Monday, September 28, 2015

Double Diabetes


There were no diabetes "types" when I was diagnosed in 1945. All
people diagnosed with diabetes were treated with insulin taken from
pigs and cows. That crude form of insulin gave me back my health. In
the years 1936-1939 it was discovered that there were two types of
diabetes, but it was not until 1959 that the labels Type 1 and Type 2
were attached. Oral drugs for Type 2 diabetics were introduced in the
years 1955-1956.

Now, in current times, we are seeing more and more people with
characteristics of both type 1 and type 2 diabetes. These individuals
have "double diabetes". This occurs when:

1. A person with type 1 diabetes becomes overweight and develops the
basic feature of type 2 diabetes – insulin resistance (IR).
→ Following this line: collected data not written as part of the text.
impl RecordUpdate {
    /// Update that only moves the status.
    #[must_use]
    pub fn status(status: DownloadStatus) -> Self {
        Self {
            status: Some(status),
            ..Self::default()
        }
    }

    fn touches_progress(&self) -> bool {
        self.downloaded_bytes.is_some()
            || self.progress.is_some()
            || !self.speed.is_keep()
            || !self.eta.is_keep()
            || !self.size.is_keep()
            || !self.phase.is_keep()
    }

    /// Merges this update into `record`.
    ///
    /// Rules, in order:
    /// - status changes must follow [`DownloadStatus::can_transition_to`];
    /// - progress-only writes are dropped unless the record is downloading, so
    ///   a terminal status is never overwritten by a late progress sample;
    /// - progress is clamped to `[0, 100]` and never decreases while the record
    ///   stays in `downloading`;
    /// - `next_retry_at` is kept only while the status is `delayed`;
    /// - `started_at` and `completed_at` are stamped once.
    ///
    /// # Errors
    ///
    /// Returns [`StoreError::InvalidTransition`] for a disallowed status change
    /// and [`StoreError::MissingRetryTime`] when entering `delayed` without a
    /// retry time.
    pub fn apply_to(self, record: &mut DownloadRecord, now: i64) -> Result<(), StoreError> {
        let current = record.status();
        let next = self.status.unwrap_or(current);

        if !current.can_transition_to(next) {
            return Err(StoreError::invalid_transition(&record.hash, current, next));
        }

        let progress_allowed = self.status.is_some() || current == DownloadStatus::Downloading;
        if progress_allowed && self.touches_progress() {
            if let Some(bytes) = self.downloaded_bytes {
                record.downloaded_bytes = bytes.max(0);
            }
            if let Some(progress) = self.progress.filter(|p| !p.is_nan()) {
                let clamped = progress.clamp(0.0, 100.0);
                record.progress = if current == DownloadStatus::Downloading
                    && next == DownloadStatus::Downloading
                {
                    clamped.max(record.progress)
                } else {
                    clamped
                };
            }
            self.size.merge_into(&mut record.size);
            self.speed.merge_into(&mut record.speed);
            self.eta.merge_into(&mut record.eta);
            self.phase
                .map_into(&mut record.phase_str, |p| p.as_str().to_string());
        }
        if next != DownloadStatus::Downloading {
            record.phase_str = None;
        }

        if self.increment_retry {
            record.retry_count += 1;
        }
        if self.increment_delayed_retry {
            record.delayed_retry_count += 1;
        }

        self.next_retry_at.merge_into(&mut record.next_retry_at);
        if next == DownloadStatus::Delayed {
            if record.next_retry_at.is_none() {
                return Err(StoreError::MissingRetryTime(record.hash.clone()));
            }
        } else {
            record.next_retry_at = None;
        }

        self.countdown_seconds
            .merge_into(&mut record.countdown_seconds);
        self.countdown_started_at
            .merge_into(&mut record.countdown_started_at);

        if let Some(quota) = self.quota {
            record.downloads_left = Some(quota.downloads_left);
            record.downloads_per_day = Some(quota.downloads_per_day);
            record.quota_checked_at = Some(quota.checked_at);
        }

        self.temp_path.merge_into(&mut record.temp_path);
        self.final_path.merge_into(&mut record.final_path);
        self.error.merge_into(&mut record.error);
        self.error_kind
            .map_into(&mut record.error_kind_str, |k| k.as_str().to_string());
        self.source
            .map_into(&mut record.source_str, |s| s.as_str().to_string());
        self.upload_status
            .map_into(&mut record.upload_status_str, |s| s.as_str().to_string());
        self.uploaded_at.merge_into(&mut record.uploaded_at);
        self.upload_error.merge_into(&mut record.upload_error);

        if next == DownloadStatus::Downloading && record.started_at.is_none() {
            record.started_at = Some(now);
        }
        if next == DownloadStatus::Done && record.completed_at.is_none() {
            record.completed_at = Some(now);
        }

        record.status_str = next.as_str().to_string();
        record.updated_at = now;
        Ok(())
    }
}

impl<T> Field<T> {
    fn map_into(self, slot: &mut Option<String>, f: impl FnOnce(T) -> String) {
        match self {
            Self::Keep => {}
            Self::Set(value) => *slot = Some(f(value)),
            Self::Clear => *slot = None,
        }
    }
}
Typically,
the type 1 diabetic would then use a type 2 medication to help control
the IR. Insulin would still be necessary as well.
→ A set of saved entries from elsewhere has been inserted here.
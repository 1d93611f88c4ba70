//! Skips socket-bound tests when localhost binding is unavailable.

use std::net::TcpListener;
use std::panic::Location;

use wiremock::MockServer;

/// Env var forcing socket-bound tests to fail instead of skip.
const REQUIRE_SOCKET_TESTS_VAR: &str = "HASHFETCH_REQUIRE_SOCKET_TESTS";

#[must_use]
pub fn socket_tests_required() -> bool {
    std::env::var(REQUIRE_SOCKET_TESTS_VAR)
        .ok()
        .is_some_and(|value| matches!(value.to_ascii_lowercase().as_str(), "1" | "true" | "yes"))
}

#[track_caller]
#[must_use]
pub fn should_skip_socket_bound_test() -> bool {
    if TcpListener::bind("127.0.0.1:0").is_ok() {
        return false;
    }

    let location = Location::caller();
    let message = format!(
        "[socket-bound-test] cannot bind localhost socket at {}:{}; wiremock-based test cannot run in this environment",
        location.file(),
        location.line()
    );
    assert!(
        !socket_tests_required(),
        "{message}. Set {REQUIRE_SOCKET_TESTS_VAR}=0 to allow local skip behavior."
    );

    eprintln!("{message}. Skipping test. Set {REQUIRE_SOCKET_TESTS_VAR}=1 to fail-fast instead.");
    true
}

pub async fn start_mock_server_or_skip() -> Option<MockServer> {
    if should_skip_socket_bound_test() {
        None
    } else {
        Some(MockServer::start().await)
    }
}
2. A person with type 2 diabetes has one of the key features of type 1
– the presence of antibodies in the blood against the insulin
producing beta cells of the pancreas causing a decrease in the body's
ability to produce insulin. The decreased insulin production can then
lead to the type 2 diabetic becoming insulin dependent. These
individuals still use their type 2 medication for their IR.

So double diabetics may have initially been either type 1, or type 2.
Once they have become double diabetics they have IR, they are using
insulin, and they are using a medicine (usually metformin) for their
IR. I have several type 1 friends, and type 2 friends, who are double
diabetics. Some of my type 2 friends are using a pump and a CGM.
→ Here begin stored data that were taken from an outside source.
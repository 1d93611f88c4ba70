//! Progress events and throughput sampling.
//!
//! Both acquisition paths report through the same [`ProgressEvent`] channel.
//! Byte-level progress is produced by a [`ProgressSampler`], which emits at
//! most one sample per interval and computes *instantaneous* throughput (bytes
//! since the previous sample divided by time since the previous sample), so a
//! stall shows up in `speed`/`eta` right away instead of being averaged out.

use std::time::{Duration, Instant};

use serde::Serialize;
use tokio::sync::mpsc;

use super::constants::MIN_PROGRESS_INTERVAL;

/// Sending half of a progress channel.
pub type ProgressSender = mpsc::UnboundedSender<ProgressEvent>;

/// Receiving half of a progress channel.
pub type ProgressReceiver = mpsc::UnboundedReceiver<ProgressEvent>;

/// Creates an ordered progress channel.
#[must_use]
pub fn progress_channel() -> (ProgressSender, ProgressReceiver) {
    mpsc::unbounded_channel()
}

/// One progress observation from an acquisition path.
#[derive(Debug, Clone, PartialEq, Serialize)]
#[serde(tag = "kind", rename_all = "snake_case")]
pub enum ProgressEvent {
    /// The fallback is working through anti-automation protection.
    Bypassing { attempt: u32 },
    /// The fallback is waiting out a publisher-imposed countdown.
    Countdown {
        remaining_seconds: u64,
        total_seconds: u64,
        /// Unix seconds when the countdown began.
        started_at: i64,
    },
    /// Bytes are flowing.
    Downloading(TransferProgress),
}

/// Byte-level progress sample.
#[derive(Debug, Clone, PartialEq, Serialize)]
pub struct TransferProgress {
    pub downloaded_bytes: u64,
    pub total_bytes: Option<u64>,
    /// Percent complete, 0 to 100 (0 while the total is unknown).
    pub progress: f64,
    /// Human-readable instantaneous throughput.
    pub speed: String,
    /// Seconds remaining at the current speed.
    pub eta: Option<u64>,
}

/// Rate-limited sampler turning a running byte count into [`TransferProgress`].
#[derive(Debug, Clone)]
pub struct ProgressSampler {
    interval: Duration,
    total: Option<u64>,
    last_at: Instant,
    last_bytes: u64,
    last_rate: f64,
}

impl ProgressSampler {
    /// Creates a sampler whose clock starts at `now`.
    ///
    /// Intervals shorter than 500 ms are raised to 500 ms.
    #[must_use]
    pub fn new(interval: Duration, total: Option<u64>, now: Instant) -> Self {
        Self {
            interval: interval.max(MIN_PROGRESS_INTERVAL),
            total: total.filter(|t| *t > 0),
            last_at: now,
            last_bytes: 0,
            last_rate: 0.0,
        }
    }

    /// Records the running byte count; returns a sample once per interval.
    pub fn observe(&mut self, downloaded: u64, now: Instant) -> Option<TransferProgress> {
        if now.saturating_duration_since(self.last_at) < self.interval {
            return None;
        }
        Some(self.sample(downloaded, now))
    }

    /// Produces a final sample regardless of the interval.
    pub fn finish(&mut self, downloaded: u64, now: Instant) -> TransferProgress {
        self.sample(downloaded, now)
    }

    #[allow(clippy::cast_precision_loss)]
    fn sample(&mut self, downloaded: u64, now: Instant) -> TransferProgress {
        let elapsed = now.saturating_duration_since(self.last_at).as_secs_f64();
        if elapsed > 0.0 {
            let delta = downloaded.saturating_sub(self.last_bytes);
            self.last_rate = delta as f64 / elapsed;
        }
        self.last_at = now;
        self.last_bytes = downloaded;

        let progress = self.total.map_or(0.0, |total| {
            (downloaded as f64 / total as f64 * 100.0).clamp(0.0, 100.0)
        });

        TransferProgress {
            downloaded_bytes: downloaded,
            total_bytes: self.total,
            progress,
            speed: format_speed(self.last_rate),
            eta: self.eta(downloaded),
        }
    }

    #[allow(
        clippy::cast_precision_loss,
        clippy::cast_possible_truncation,
        clippy::cast_sign_loss
    )]
    fn eta(&self, downloaded: u64) -> Option<u64> {
        let total = self.total?;
        if self.last_rate <= 0.0 {
            return None;
        }
        let remaining = total.saturating_sub(downloaded) as f64;
        Some((remaining / self.last_rate).round() as u64)
    }
}

/// Formats a byte rate with 1024-based units and two decimals, e.g. `2.00 MB/s`.
#[must_use]
pub fn format_speed(bytes_per_second: f64) -> String {
    const UNITS: [&str; 4] = ["B/s", "KB/s", "MB/s", "GB/s"];

    let mut value = if bytes_per_second.is_finite() {
        bytes_per_second.max(0.0)
    } else {
        0.0
    };
    let mut unit = 0;
    while value >= 1024.0 && unit < UNITS.len() - 1 {
        value /= 1024.0;
        unit += 1;
    }
    format!("{value:.2} {}", UNITS[unit])
}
In the 1990s I stopped using animal insulins, and began using
synthetic insulins. I began gaining weight, even though I was
following a much healthier diet, and eating fewer carbs. The only
thing that had changed was my insulin. I have read many reports that
say the synthetic insulins cause our cells to store fat. Maybe that
was the reason for my weight gain, but I did not know that information
until much later. I had never been more than five pounds above my
ideal weight (185) until the 1990s. By the year 1997 I weighed 242
pounds. That was a net gain of 57 pounds. A lower carb intake and
plenty of exercise did not seem to help at that time.

Finally, in 1998, I was diagnosed with insulin resistance. I had
several relatives with Type 2 diabetes, and it seems likely I was
predisposed to become type 2. The predisposition and the weight
gain are likely the explanationfor my insulin resistance. In the early
2000s I reduced my daily carb intake, increased my amount of
exercise, and lost 34 pounds. I initially used avandia for my IR, but
started using metformin in early 2011. Using metformin for one year
was very good for me. That medication has helped many diabetics
lose weight. I have lost an additional nineteen pounds, and am
presently only four pounds above myideal weight. Despite the
weight loss, I still have IR. Metformin,eating an average of 140-150
carbs per day, and getting lots of exercise has kept me in good
health. My A1c's are typically below 6.0, and except for some mild
nerve damage, I do not have any diabetes complications. Double
diabetes can be controlled, and my health is just as good now as it
was before I became a double diabetic.